At last he felt ready to turn around and look into the living room.
But since he immediately saw, on the right, a staircase leading to the second floor, he decided to go and check out the rooms upstairs.
He went up and reached a tiny landing with three rooms with their doors wide open. He turned on the light on the landing. It was enough to allow him to see, without moving, but only turning his head, that the first door, the one right in front of him, gave onto a master bedroom, the second to a bathroom, and the third to another, smaller bedroom with a single bed, clearly for guests.
He started with the latter, going in and turning the light on. There was only a mattress and pillow on the bed, no sheets or blankets. A nightstand with lamp, two chairs, a small wardrobe. He opened it. There were sheets, a pillowcase, and two woollen blankets, all folded up, and nothing else. On the night he was murdered, Manzella must not have had any guests sleeping in that room.
The bathroom, on the other hand, was a shambles. Four bloodstained towels thrown helter-skelter on the floor, traces of blood on the sink, and even a bloody handprint on the wall of the shower stall. It was clear: Carmona and Sorrentino, to work Manzella over with the blades and tips of their knives, had taken their clothes off and then, after getting all covered with blood, had taken a shower and put their clothes back on. To cleanse themselves for human society as humans and not as the beasts they were.

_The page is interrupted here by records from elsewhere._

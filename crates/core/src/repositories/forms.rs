//! Health form store.
//!
//! Each submitted form is written as pretty JSON to
//! `<data_dir>/health_forms/<s1>/<s2>/<id>/form.json`. There is no index; listing walks the
//! sharded tree, which is fine at the volumes a single clinic deployment produces.

use crate::config::CoreConfig;
use crate::constants::HEALTH_FORM_FILENAME;
use crate::error::{GuardianError, GuardianResult};
use crate::repositories::shared::{create_record_dir, sharded_record_files};
use api_shared::{
    ActivityLevel, AlcoholUse, HealthFormRecord, HealthProfile, Sex, SmokingStatus,
};
use chrono::{DateTime, SecondsFormat, Utc};
use guardian_uuid::RecordId;
use std::fs;
use std::sync::Arc;

pub const REQUIRED_FIELDS_MESSAGE: &str = "age, heightCm and weightKg are required";

fn is_present(value: Option<f64>) -> bool {
    value.is_some_and(|v| v != 0.0 && !v.is_nan())
}

/// Validates a submission and fills in the diagnosis flags.
///
/// `age`, `heightCm` and `weightKg` must be present and non-zero. Each diagnosis flag that was
/// not supplied is copied from its related history flag (`hasDiabetes`, `hasHeartDisease`,
/// `familyCancer`), with a missing history flag read as `false`.
///
/// The result is what gets exported to CSV and sent to the predictor. Calling this twice is
/// harmless.
///
/// # Errors
///
/// Returns `GuardianError::InvalidInput` when a required measurement is missing.
pub fn prepare_submission(mut form: HealthProfile) -> GuardianResult<HealthProfile> {
    if !(is_present(form.age) && is_present(form.height_cm) && is_present(form.weight_kg)) {
        return Err(GuardianError::InvalidInput(REQUIRED_FIELDS_MESSAGE.into()));
    }

    form.diag_diabetes = Some(
        form.diag_diabetes
            .unwrap_or_else(|| form.has_diabetes.unwrap_or(false)),
    );
    form.diag_heart_disease = Some(
        form.diag_heart_disease
            .unwrap_or_else(|| form.has_heart_disease.unwrap_or(false)),
    );
    form.diag_cancer = Some(
        form.diag_cancer
            .unwrap_or_else(|| form.family_cancer.unwrap_or(false)),
    );

    Ok(form)
}

/// Fills the categorical fields a stored record always carries.
fn with_stored_defaults(mut form: HealthProfile) -> HealthProfile {
    form.sex.get_or_insert(Sex::default());
    form.smoking_status.get_or_insert(SmokingStatus::default());
    form.alcohol_use.get_or_insert(AlcoholUse::default());
    form.activity_level.get_or_insert(ActivityLevel::default());
    form.consent_to_use_data.get_or_insert(false);
    form
}

/// Service for saving and reading health forms.
#[derive(Clone, Debug)]
pub struct HealthFormService {
    cfg: Arc<CoreConfig>,
}

impl HealthFormService {
    pub fn new(cfg: Arc<CoreConfig>) -> Self {
        Self { cfg }
    }

    /// Validates and persists a submission, returning the stored record.
    ///
    /// # Errors
    ///
    /// Returns `GuardianError` if:
    /// - a required measurement is missing ([`GuardianError::InvalidInput`])
    /// - the record directory cannot be allocated
    /// - serialisation or the file write fails
    pub fn save(&self, submission: HealthProfile) -> GuardianResult<HealthFormRecord> {
        self.save_at(submission, Utc::now())
    }

    pub(crate) fn save_at(
        &self,
        submission: HealthProfile,
        now: DateTime<Utc>,
    ) -> GuardianResult<HealthFormRecord> {
        let form = with_stored_defaults(prepare_submission(submission)?);

        let (id, record_dir) = create_record_dir(&self.cfg.health_forms_dir(), RecordId::new)?;

        let timestamp = now.to_rfc3339_opts(SecondsFormat::Micros, true);
        let record = HealthFormRecord {
            id: id.to_string(),
            created_at: timestamp.clone(),
            updated_at: timestamp,
            form,
        };

        let result = serde_json::to_string_pretty(&record)
            .map_err(GuardianError::Serialization)
            .and_then(|json| {
                fs::write(record_dir.join(HEALTH_FORM_FILENAME), json)
                    .map_err(GuardianError::FileWrite)
            });

        if let Err(e) = result {
            if let Err(cleanup) = fs::remove_dir_all(&record_dir) {
                tracing::error!(
                    "failed to clean up record dir {}: {}",
                    record_dir.display(),
                    cleanup
                );
            }
            return Err(e);
        }

        tracing::debug!("saved health form {}", id);
        Ok(record)
    }

    /// Reads one record by id.
    ///
    /// # Errors
    ///
    /// Returns [`GuardianError::NotFound`] if no record exists for `id`, or a read or
    /// deserialisation error if the file is damaged.
    pub fn get(&self, id: &RecordId) -> GuardianResult<HealthFormRecord> {
        let path = id
            .sharded_dir(&self.cfg.health_forms_dir())
            .join(HEALTH_FORM_FILENAME);
        if !path.is_file() {
            return Err(GuardianError::NotFound(format!("health form {}", id)));
        }

        let contents = fs::read_to_string(&path).map_err(GuardianError::FileRead)?;
        serde_json::from_str(&contents).map_err(GuardianError::Deserialization)
    }

    /// All records linked to `username`, newest first.
    ///
    /// Files that cannot be read or parsed are logged as warnings and skipped.
    pub fn list_for_user(&self, username: &str) -> Vec<HealthFormRecord> {
        let mut records: Vec<HealthFormRecord> =
            sharded_record_files(&self.cfg.health_forms_dir(), HEALTH_FORM_FILENAME)
                .into_iter()
                .filter_map(|path| {
                    let parsed = fs::read_to_string(&path)
                        .map_err(|e| e.to_string())
                        .and_then(|s| {
                            serde_json::from_str::<HealthFormRecord>(&s).map_err(|e| e.to_string())
                        });
                    match parsed {
                        Ok(record) => Some(record),
                        Err(e) => {
                            tracing::warn!(
                                "failed to read health form: {} - {}",
                                path.display(),
                                e
                            );
                            None
                        }
                    }
                })
                .filter(|record| record.form.user_name_for_link.as_deref() == Some(username))
                .collect();

        records.sort_by(|a, b| {
            created_at_key(b)
                .cmp(&created_at_key(a))
                .then_with(|| b.id.cmp(&a.id))
        });
        records
    }
}

fn created_at_key(record: &HealthFormRecord) -> Option<DateTime<Utc>> {
    DateTime::parse_from_rfc3339(&record.created_at)
        .ok()
        .map(|dt| dt.with_timezone(&Utc))
}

He moved on to the master bedroom. And it became immediately clear to the inspector that Pasquano had been right when he said that the poor man had been surprised by the two killers while sleeping naked in bed. In fact, on a chair were a pair of trousers, folded up, a jacket, a shirt, and even a tie. Under the chair were a pair of shoes with the socks rolled up inside.
Manzella did not, however, spend the last night of his life alone, or at least not all of it. The pillows were both still indented from where the heads had lain, and the top sheet was dangling, half on the floor, all twisted up, while the bottom sheet had come partly off, exposing the mattress. Poor old Manzella was a man of fiery passion, as the porter’s wife had said.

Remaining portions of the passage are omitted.